How can i do for stop and close the threading timer before closing the main form and avoiding then Object disposed exception ?
This is a bit of a tricky proposition as you must ensure the following on a given Close event
The timer is stopped. This is fairly straight forward
The control being updated isn't disposed when the delegate is run. Again straight forward.
The code currently running off of a timer tick has completed. This is harder but doable
There are no pending Invoke methods. This is quite a bit harder to accomplish
I've run into this problem before and I've found that preventing this problem is very problematic and involves a lot of messy, hard to maintain code. It's much easier to instead catch the exceptions that can arise from this situation. Typically I do so by wrapping the Invoke method as follows
static void Invoke(ISynchronizedInvoke invoke, MethodInvoker del) {
try {
invoke.Invoke(del,null);
} catch ( ObjectDisposedException ) {
// Ignore. Control is disposed cannot update the UI.
}
}
There is nothing inherently wrong with ignoring this exception if you're comfortable with the consequences. That is if your comfortable with the UI not updating after it's already been disposed. I certainly am :)
The above doesn't take care of issue #2 though and it still needs to be done manually in your delegate. When working with WinForms I often use the following overload to remove that manual check as well.
static void InvokeControlUpdate(Control control, MethodInvoker del) {
MethodInvoker wrapper = () => {
if ( !control.IsDisposed ) {
del();
}
};
try {
control.Invoke(wrapper,null);
} catch ( ObjectDisposedException ) {
// Ignore. Control is disposed cannot update the UI.
}
}
Note
As Hans noted ObjectDisposedException is not the only exception that can be raised from the Invoke method. There are several others, including at least InvalidOperationException that you need to consider handling.
System.Timers.Timer is a horrible class. There is no good way to stop it reliably, there is always a race and you can't avoid it. The problem is that its Elapsed event gets raised from a threadpool thread. You cannot predict when that thread actually starts running. When you call the Stop() method, that thread may well have already been added to the thread pool but didn't get around to running yet. It is subject to both the Windows thread scheduler and the threadpool scheduler.
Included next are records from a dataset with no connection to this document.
// Time source
//
// Deadlines and timers read the time through `Clock` so tests can move time
// forward without sleeping.

use std::sync::Arc;

use chrono::{DateTime, Duration, Utc};
use parking_lot::Mutex;

pub trait Clock: Send + Sync {
    fn now(&self) -> DateTime<Utc>;
}

/// Wall clock
#[derive(Debug, Clone, Copy, Default)]
pub struct SystemClock;

impl Clock for SystemClock {
    fn now(&self) -> DateTime<Utc> {
        Utc::now()
    }
}

/// Clock that only moves when told to
#[derive(Debug, Clone)]
pub struct ManualClock {
    now: Arc<Mutex<DateTime<Utc>>>,
}

impl ManualClock {
    pub fn new(start: DateTime<Utc>) -> Self {
        Self {
            now: Arc::new(Mutex::new(start)),
        }
    }

    pub fn advance(&self, by: Duration) {
        *self.now.lock() += by;
    }

    pub fn set(&self, to: DateTime<Utc>) {
        *self.now.lock() = to;
    }
}

impl Default for ManualClock {
    fn default() -> Self {
        Self::new(Utc::now())
    }
}

impl Clock for ManualClock {
    fn now(&self) -> DateTime<Utc> {
        *self.now.lock()
    }
}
You can't even reliably solve it by arbitrarily delaying the closing of the window. The threadpool scheduler can delay the running of a thread by up to 125 seconds in the most extreme cases. You'll reduce the likelihood of an exception by delaying the close by a couple of seconds, it won't be zero. Delaying the close for 2 minutes isn't realistic.
Just don't use it. Either use System.Threading.Timer and make it a one-shot timer that you restart in the event handler. Or use a System.Windows.Forms.Timer, it is synchronous.
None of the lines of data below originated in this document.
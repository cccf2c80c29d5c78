// Static identity directory
//
// An in-process org chart loaded from JSON. Used by tests, simulations and
// the worker binary when no external identity service is wired in. It can be
// edited at runtime so org changes between steps are observable.

use std::collections::BTreeMap;

use async_trait::async_trait;
use parking_lot::RwLock;
use serde::{Deserialize, Serialize};

use crate::definition::ApproverType;
use crate::error::ResolutionError;
use crate::resolver::{DirectoryQuery, IdentityDirectory, PrincipalId};

/// Serialized form of the org chart
#[derive(Debug, Clone, Default, PartialEq, Serialize, Deserialize)]
#[serde(default)]
pub struct OrgChart {
    /// principal → manager
    pub managers: BTreeMap<PrincipalId, PrincipalId>,
    /// role → members
    pub roles: BTreeMap<String, Vec<PrincipalId>>,
    /// dynamic key → principals
    pub dynamic: BTreeMap<String, Vec<PrincipalId>>,
}

#[derive(Debug, Default)]
pub struct StaticDirectory {
    chart: RwLock<OrgChart>,
}

impl StaticDirectory {
    pub fn new() -> Self {
        Self::default()
    }

    pub fn from_chart(chart: OrgChart) -> Self {
        Self {
            chart: RwLock::new(chart),
        }
    }

    pub fn from_json(json: &str) -> Result<Self, serde_json::Error> {
        Ok(Self::from_chart(serde_json::from_str(json)?))
    }

    pub fn with_manager(self, principal: impl Into<String>, manager: impl Into<String>) -> Self {
        self.set_manager(principal, manager);
        self
    }

    pub fn with_role<I, S>(self, role: impl Into<String>, members: I) -> Self
    where
        I: IntoIterator<Item = S>,
        S: Into<String>,
    {
        self.set_role(role, members);
        self
    }

    pub fn with_dynamic<I, S>(self, key: impl Into<String>, principals: I) -> Self
    where
        I: IntoIterator<Item = S>,
        S: Into<String>,
    {
        self.chart
            .write()
            .dynamic
            .insert(key.into(), principals.into_iter().map(Into::into).collect());
        self
    }

    pub fn set_manager(&self, principal: impl Into<String>, manager: impl Into<String>) {
        self.chart
            .write()
            .managers
            .insert(principal.into(), manager.into());
    }

    pub fn set_role<I, S>(&self, role: impl Into<String>, members: I)
    where
        I: IntoIterator<Item = S>,
        S: Into<String>,
    {
        self.chart
            .write()
            .roles
            .insert(role.into(), members.into_iter().map(Into::into).collect());
    }

    pub fn snapshot(&self) -> OrgChart {
        self.chart.read().clone()
    }
}

impl OrgChart {
    /// Walk `tiers` steps up the management chain
    fn manager_of(&self, principal: &str, tiers: u32) -> Option<PrincipalId> {
        let mut current = principal.to_string();
        for _ in 0..tiers {
            current = self.managers.get(&current)?.clone();
        }
        Some(current)
    }

    fn lift(&self, principals: Vec<PrincipalId>, tiers: u32) -> Vec<PrincipalId> {
        let mut lifted = Vec::new();
        for p in principals {
            if let Some(m) = self.manager_of(&p, tiers) {
                if !lifted.contains(&m) {
                    lifted.push(m);
                }
            }
        }
        lifted
    }

    fn split(selector: Option<&str>) -> Vec<PrincipalId> {
        selector
            .unwrap_or_default()
            .split(',')
            .map(str::trim)
            .filter(|s| !s.is_empty())
            .map(str::to_string)
            .collect()
    }
}

#[async_trait]
impl IdentityDirectory for StaticDirectory {
    async fn resolve(&self, query: &DirectoryQuery) -> Result<Vec<PrincipalId>, ResolutionError> {
        let chart = self.chart.read();
        let selector = query.selector.as_deref();

        let base = match query.approver_type {
            ApproverType::DirectManager => {
                let subject = query.subject.as_deref().unwrap_or_default();
                return Ok(chart
                    .manager_of(subject, query.tiers_up + 1)
                    .into_iter()
                    .collect());
            }
            ApproverType::RoleBased => selector
                .and_then(|role| chart.roles.get(role))
                .cloned()
                .unwrap_or_default(),
            ApproverType::SpecificUser => OrgChart::split(selector),
            ApproverType::Dynamic => match selector {
                Some(key) => match chart.dynamic.get(key) {
                    Some(principals) => principals.clone(),
                    // Fall back to a context field naming the principal
                    None => query.context.get_str(key).into_iter().collect(),
                },
                None => Vec::new(),
            },
        };

        Ok(chart.lift(base, query.tiers_up))
    }
}

#[cfg(test)]
mod tests {
    use super::*;
    use crate::condition::EvaluationContext;

    fn directory() -> StaticDirectory {
        StaticDirectory::new()
            .with_manager("alice", "bob")
            .with_manager("bob", "carol")
            .with_manager("fin1", "cfo")
            .with_manager("fin2", "cfo")
            .with_role("finance", ["fin2", "fin1"])
    }

    fn query(approver_type: ApproverType, selector: Option<&str>, tiers_up: u32) -> DirectoryQuery {
        DirectoryQuery {
            approver_type,
            selector: selector.map(str::to_string),
            subject: Some("alice".to_string()),
            context: EvaluationContext::new().with("owner", "dave"),
            tiers_up,
        }
    }

    #[tokio::test]
    async fn test_direct_manager_chain() {
        let dir = directory();
        assert_eq!(
            dir.resolve(&query(ApproverType::DirectManager, None, 0)).await.unwrap(),
            vec!["bob"]
        );
        assert_eq!(
            dir.resolve(&query(ApproverType::DirectManager, None, 1)).await.unwrap(),
            vec!["carol"]
        );
        assert!(dir
            .resolve(&query(ApproverType::DirectManager, None, 2))
            .await
            .unwrap()
            .is_empty());
    }

    #[tokio::test]
    async fn test_role_escalates_to_shared_manager() {
        let dir = directory();
        let q = query(ApproverType::RoleBased, Some("finance"), 1);
        assert_eq!(dir.resolve(&q).await.unwrap(), vec!["cfo"]);
    }

    #[tokio::test]
    async fn test_dynamic_falls_back_to_context_field() {
        let dir = directory().with_dynamic("security", ["sec1"]);
        assert_eq!(
            dir.resolve(&query(ApproverType::Dynamic, Some("security"), 0))
                .await
                .unwrap(),
            vec!["sec1"]
        );
        assert_eq!(
            dir.resolve(&query(ApproverType::Dynamic, Some("owner"), 0))
                .await
                .unwrap(),
            vec!["dave"]
        );
    }

    #[tokio::test]
    async fn test_org_changes_are_visible() {
        let dir = directory();
        dir.set_role("finance", ["fin3"]);
        let q = query(ApproverType::RoleBased, Some("finance"), 0);
        assert_eq!(dir.resolve(&q).await.unwrap(), vec!["fin3"]);
    }

    #[test]
    fn test_from_json() {
        let dir = StaticDirectory::from_json(
            r#"{ "managers": { "alice": "bob" }, "roles": { "finance": ["fin1"] } }"#,
        )
        .unwrap();
        let chart = dir.snapshot();
        assert_eq!(chart.managers.get("alice").map(String::as_str), Some("bob"));
        assert!(chart.dynamic.is_empty());
    }
}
A WF Timer should be your choice here because you use Control.Invoke(). The delegate target won't start running until your UI thread goes idle. The exact same behavior you'll get from a WF timer.
Create two booleans called 'StopTimer' and 'TimerStopped'. Set the timer's AutoReset property to false. Then format the Elapsed method to the following:
TimerStopped = false;
Invoke((MethodInvoker)delegate {
// Work to do here.
});
if (!StopTimer)
timer.Start();
else
TimerStopped = true;
This way you are preventing a race condition, checking if the timer should continue and reporting when the method has reached its end.
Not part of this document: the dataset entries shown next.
impl DefinitionDraft {
    pub fn new(name: impl Into<String>, trigger: TriggerDescriptor) -> Self {
        Self {
            name: name.into(),
            module: trigger.module.clone(),
            trigger,
            condition: None,
            approvers: Vec::new(),
            actions: Vec::new(),
            policy: DefinitionPolicy::default(),
        }
    }

    pub fn with_condition(mut self, condition: ConditionNode) -> Self {
        self.condition = Some(condition);
        self
    }

    pub fn with_approver(mut self, rule: ApproverRule) -> Self {
        self.approvers.push(rule);
        self
    }

    pub fn with_action(mut self, action: Action) -> Self {
        self.actions.push(action);
        self
    }

    pub fn with_policy(mut self, policy: DefinitionPolicy) -> Self {
        self.policy = policy;
        self
    }

    /// Reject malformed content before it can be activated
    pub fn validate(&self) -> Result<(), DefinitionError> {
        if self.name.trim().is_empty() {
            return Err(DefinitionError::EmptyName);
        }
        if self.trigger.module.trim().is_empty() || self.trigger.event_type.trim().is_empty() {
            return Err(DefinitionError::InvalidTrigger);
        }
        if self.approvers.is_empty() {
            return Err(DefinitionError::NoApprovers);
        }

        let mut seen = BTreeSet::new();
        for rule in &self.approvers {
            if !seen.insert(rule.step_number) {
                return Err(DefinitionError::DuplicateStep(rule.step_number));
            }
            let needs_selector = matches!(
                rule.approver_type,
                ApproverType::RoleBased | ApproverType::SpecificUser
            );
            let has_selector = rule
                .selector
                .as_deref()
                .is_some_and(|s| !s.trim().is_empty());
            if needs_selector && !has_selector {
                return Err(DefinitionError::InvalidRule {
                    step: rule.step_number,
                    reason: format!("{} requires a selector", rule.approver_type),
                });
            }
        }

        if let Some(condition) = &self.condition {
            condition.validate()?;
        }

        for action in &self.actions {
            if action.action_type.trim().is_empty() {
                return Err(DefinitionError::InvalidAction(
                    "action_type must not be empty".to_string(),
                ));
            }
            if !(action.config.is_object() || action.config.is_null()) {
                return Err(DefinitionError::InvalidAction(format!(
                    "{}: config must be an object",
                    action.action_type
                )));
            }
        }

        self.policy.validate(&self.approvers)
    }
}

/// A stored, immutable definition version
#[derive(Debug, Clone, PartialEq, Serialize, Deserialize)]
pub struct WorkflowDefinition {
    pub id: Uuid,
    pub version: u32,
    pub active: bool,
    pub name: String,
    pub module: String,
    pub trigger: TriggerDescriptor,
    #[serde(default, skip_serializing_if = "Option::is_none")]
    pub condition: Option<ConditionNode>,
    pub approvers: Vec<ApproverRule>,
    pub actions: Vec<Action>,
    pub policy: DefinitionPolicy,
    pub created_at: DateTime<Utc>,
}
Now format your FormClosing event as follows:
if (!TimerStopped)
{
StopTimer = true;
Thread waiter = new Thread(new ThreadStart(delegate {
while (!TimerStopped) { }
Invoke((MethodInvoker)delegate { Close(); });
}));
waiter.Start();
e.Cancel = true;
}
else
timer.Dispose();
If the timer hasn't stopped yet, a thread is launched to wait until it has done so and then try to close the form again.